** Extracted data follows **

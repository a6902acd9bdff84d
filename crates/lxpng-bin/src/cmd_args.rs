/*
 * Copyright (c) 2023.
 *
 * This software is free software;
 *
 * You can redistribute it or modify it under terms of the MIT, Apache License or Zlib license
 */

use clap::{value_parser, Arg, ArgAction, Command};

static SLICES_HELP: &str = "Slices to read from a file pattern

Given as FIRST:LAST, both inclusive. The number put in the
pattern for slice z is OFFSET + SPACING * z.";

static PATTERN_HELP: &str = "printf style pattern for slice file names

%s is replaced by the prefix and %d by the slice number,
zero padding like %03d is supported.";

#[rustfmt::skip]
pub fn create_cmd_args() -> Command {
    Command::new("lxpng")
        .about("Read png files and their text chunks")
        .arg(Arg::new("in")
            .short('i')
            .help("Input file to read data from, repeat to stack slices")
            .long("input")
            .action(ArgAction::Append)
            .required_unless_present("prefix"))
        .arg(Arg::new("prefix")
            .long("prefix")
            .help_heading("SERIES")
            .help("Prefix for a numbered file series")
            .conflicts_with("in"))
        .arg(Arg::new("pattern")
            .long("pattern")
            .help_heading("SERIES")
            .help("File name pattern for a numbered file series")
            .long_help(PATTERN_HELP)
            .default_value("%s.%d"))
        .arg(Arg::new("slices")
            .long("slices")
            .help_heading("SERIES")
            .help("First and last slice, as FIRST:LAST")
            .long_help(SLICES_HELP)
            .default_value("0:0"))
        .arg(Arg::new("slice-offset")
            .long("slice-offset")
            .help_heading("SERIES")
            .help("Number of the file holding slice 0")
            .value_parser(value_parser!(i32))
            .default_value("0"))
        .arg(Arg::new("slice-spacing")
            .long("slice-spacing")
            .help_heading("SERIES")
            .help("Step between file numbers of consecutive slices")
            .value_parser(value_parser!(i32))
            .default_value("1"))
        .arg(Arg::new("out")
            .short('o')
            .long("out")
            .help("Write decoded samples as raw native endian bytes to this file"))
        .arg(Arg::new("probe")
            .long("probe")
            .action(ArgAction::SetTrue)
            .help_heading("METADATA")
            .help("Print image information and text chunks as json"))
        .arg(Arg::new("text")
            .long("text")
            .action(ArgAction::SetTrue)
            .help_heading("METADATA")
            .help("Print all text chunks"))
        .arg(Arg::new("key")
            .long("key")
            .action(ArgAction::Append)
            .help_heading("METADATA")
            .help("Print values of text chunks with this key"))
        .arg(Arg::new("spacing-from-file")
            .long("spacing-from-file")
            .action(ArgAction::SetTrue)
            .help_heading("OPTIONS")
            .help("Compute spacing from the pHYs chunk"))
        .arg(Arg::new("compressed-text")
            .long("compressed-text")
            .action(ArgAction::SetTrue)
            .help_heading("OPTIONS")
            .help("Also index zTXt and iTXt chunks"))
        .arg(Arg::new("strict")
            .long("strict")
            .action(ArgAction::SetTrue)
            .help_heading("OPTIONS")
            .help("Treat unreadable chunks after the image data as errors"))
        .arg(Arg::new("max-width")
            .long("max-width")
            .help_heading("OPTIONS")
            .help("Maximum width of images to decode")
            .value_parser(value_parser!(usize))
            .default_value("131072"))
        .arg(Arg::new("max-height")
            .long("max-height")
            .help_heading("OPTIONS")
            .help("Maximum height of images to decode")
            .value_parser(value_parser!(usize))
            .default_value("131072"))
        .arg(Arg::new("debug")
            .long("debug")
            .action(ArgAction::SetTrue)
            .help_heading("LOGGING")
            .help("Display debug information and higher"))
        .arg(Arg::new("trace")
            .long("trace")
            .action(ArgAction::SetTrue)
            .help_heading("LOGGING")
            .help("Display very verbose information"))
        .arg(Arg::new("warn")
            .long("warn")
            .action(ArgAction::SetTrue)
            .help_heading("LOGGING")
            .help("Display warnings and errors"))
        .arg(Arg::new("info")
            .long("info")
            .action(ArgAction::SetTrue)
            .help_heading("LOGGING")
            .help("Display information about the decoding options"))
}
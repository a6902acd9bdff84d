/*
 * Copyright (c) 2023.
 *
 * This software is free software;
 *
 * You can redistribute it or modify it under terms of the MIT, Apache License or Zlib license
 */

#![cfg(feature = "serde-support")]

use serde::ser::{SerializeSeq, SerializeStruct};
use serde::{Serialize, Serializer};

use crate::information::{Extent, ImageInformation, ScalarType, SourceColor};
use crate::text::TextChunks;

impl Serialize for ImageInformation {
    fn serialize<S>(&self, serializer: S) -> Result<S::Ok, S::Error>
    where
        S: Serializer
    {
        const STRUCT_FIELDS: usize = 11;
        let mut state = serializer.serialize_struct("ImageInformation", STRUCT_FIELDS)?;

        state.serialize_field("whole_extent", &self.whole_extent)?;
        state.serialize_field("spacing", &self.spacing)?;
        state.serialize_field("origin", &self.origin)?;
        state.serialize_field("scalar_type", &self.scalar_type)?;
        state.serialize_field("components", &self.components)?;
        state.serialize_field("colorspace", &format!("{:?}", self.colorspace()))?;
        state.serialize_field("source_depth", &self.source_depth)?;
        state.serialize_field("source_color", &self.source_color)?;
        state.serialize_field("interlaced", &self.interlaced)?;
        state.serialize_field("gamma", &self.gamma)?;
        state.serialize_field("spacing_from_file", &self.spacing_from_file)?;

        state.end()
    }
}

impl Serialize for Extent {
    fn serialize<S>(&self, serializer: S) -> Result<S::Ok, S::Error>
    where
        S: Serializer
    {
        self.as_array().serialize(serializer)
    }
}

impl Serialize for ScalarType {
    fn serialize<S>(&self, serializer: S) -> Result<S::Ok, S::Error>
    where
        S: Serializer
    {
        serializer.serialize_str(match self {
            ScalarType::U8 => "unsigned char",
            ScalarType::U16 => "unsigned short"
        })
    }
}

impl Serialize for SourceColor {
    #[allow(clippy::uninlined_format_args)]
    fn serialize<S>(&self, serializer: S) -> Result<S::Ok, S::Error>
    where
        S: Serializer
    {
        serializer.serialize_str(&format!("{:?}", self))
    }
}

/// Text chunks serialize as a list of `{ "key": .., "value": .. }`
/// objects, keys may repeat so a map would lose entries
impl Serialize for TextChunks {
    fn serialize<S>(&self, serializer: S) -> Result<S::Ok, S::Error>
    where
        S: Serializer
    {
        struct Entry<'a> {
            key:   &'a str,
            value: &'a str
        }
        impl Serialize for Entry<'_> {
            fn serialize<S>(&self, serializer: S) -> Result<S::Ok, S::Error>
            where
                S: Serializer
            {
                let mut state = serializer.serialize_struct("TextChunk", 2)?;
                state.serialize_field("key", self.key)?;
                state.serialize_field("value", self.value)?;
                state.end()
            }
        }

        let mut seq = serializer.serialize_seq(Some(self.len()))?;
        for (key, value) in self.iter() {
            seq.serialize_element(&Entry { key, value })?;
        }
        seq.end()
    }
}
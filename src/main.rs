/*
 * Copyright (c) 2023.
 *
 * This software is free software;
 *
 * You can redistribute it or modify it under terms of the MIT, Apache License or Zlib license
 */

fn main() {
    lxpng_bin::main()
}
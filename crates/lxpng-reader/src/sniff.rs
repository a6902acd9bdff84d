/*
 * Copyright (c) 2023.
 *
 * This software is free software;
 *
 * You can redistribute it or modify it under terms of the MIT, Apache License or Zlib license
 */

//! Format identification
use std::fs::File;
use std::io::Read;
use std::path::Path;

use log::trace;

// http://www.w3.org/TR/PNG-Structure.html
// The first eight bytes of a PNG file always contain the following (decimal) values:
pub const PNG_SIGNATURE: [u8; 8] = [137, 80, 78, 71, 13, 10, 26, 10];

/// Extensions handled by this reader, space separated and dot prefixed
pub const FILE_EXTENSIONS: &str = ".png";

/// Name of the format, suitable for showing in user interfaces
pub const DESCRIPTIVE_NAME: &str = "PNG";

/// How sure a reader is that it can read some input
///
/// The numeric values follow the usual pipeline convention,
/// higher means more confident
#[repr(u8)]
#[derive(Copy, Clone, Debug, Eq, PartialEq, Ord, PartialOrd, Hash)]
pub enum ReadConfidence {
    /// The input cannot be read
    CannotRead = 0,
    /// The reader thinks it can read the input but cannot prove it
    Unsure     = 1,
    /// The input may be readable
    Maybe      = 2,
    /// The input can definitely be read
    Definitely = 3
}

impl ReadConfidence {
    pub const fn to_int(self) -> u8 {
        self as u8
    }
    pub const fn can_read(self) -> bool {
        !matches!(self, ReadConfidence::CannotRead)
    }
}

/// Check whether `bytes` start with the png signature
pub fn can_read_bytes(bytes: &[u8]) -> ReadConfidence {
    if bytes.starts_with(&PNG_SIGNATURE) {
        ReadConfidence::Definitely
    } else {
        ReadConfidence::CannotRead
    }
}

/// Check whether the file at `path` is a png file
///
/// Only the first eight bytes are read. Files that can't
/// be opened or are too short are reported as unreadable
pub fn can_read_file<P: AsRef<Path>>(path: P) -> ReadConfidence {
    let path = path.as_ref();

    let mut file = match File::open(path) {
        Ok(file) => file,
        Err(err) => {
            trace!("Could not open {}: {err}", path.display());
            return ReadConfidence::CannotRead;
        }
    };
    let mut magic = [0_u8; 8];

    if let Err(err) = file.read_exact(&mut magic) {
        trace!("Could not read signature of {}: {err}", path.display());
        return ReadConfidence::CannotRead;
    }
    can_read_bytes(&magic)
}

** End of Extracted data **

To do: Scan the records for the word "const". Copy each line where it turns up.

Written answer:
        const STRUCT_FIELDS: usize = 11;
pub const PNG_SIGNATURE: [u8; 8] = [137, 80, 78, 71, 13, 10, 26, 10];
pub const FILE_EXTENSIONS: &str = ".png";
pub const DESCRIPTIVE_NAME: &str = "PNG";
    pub const fn to_int(self) -> u8 {
    pub const fn can_read(self) -> bool {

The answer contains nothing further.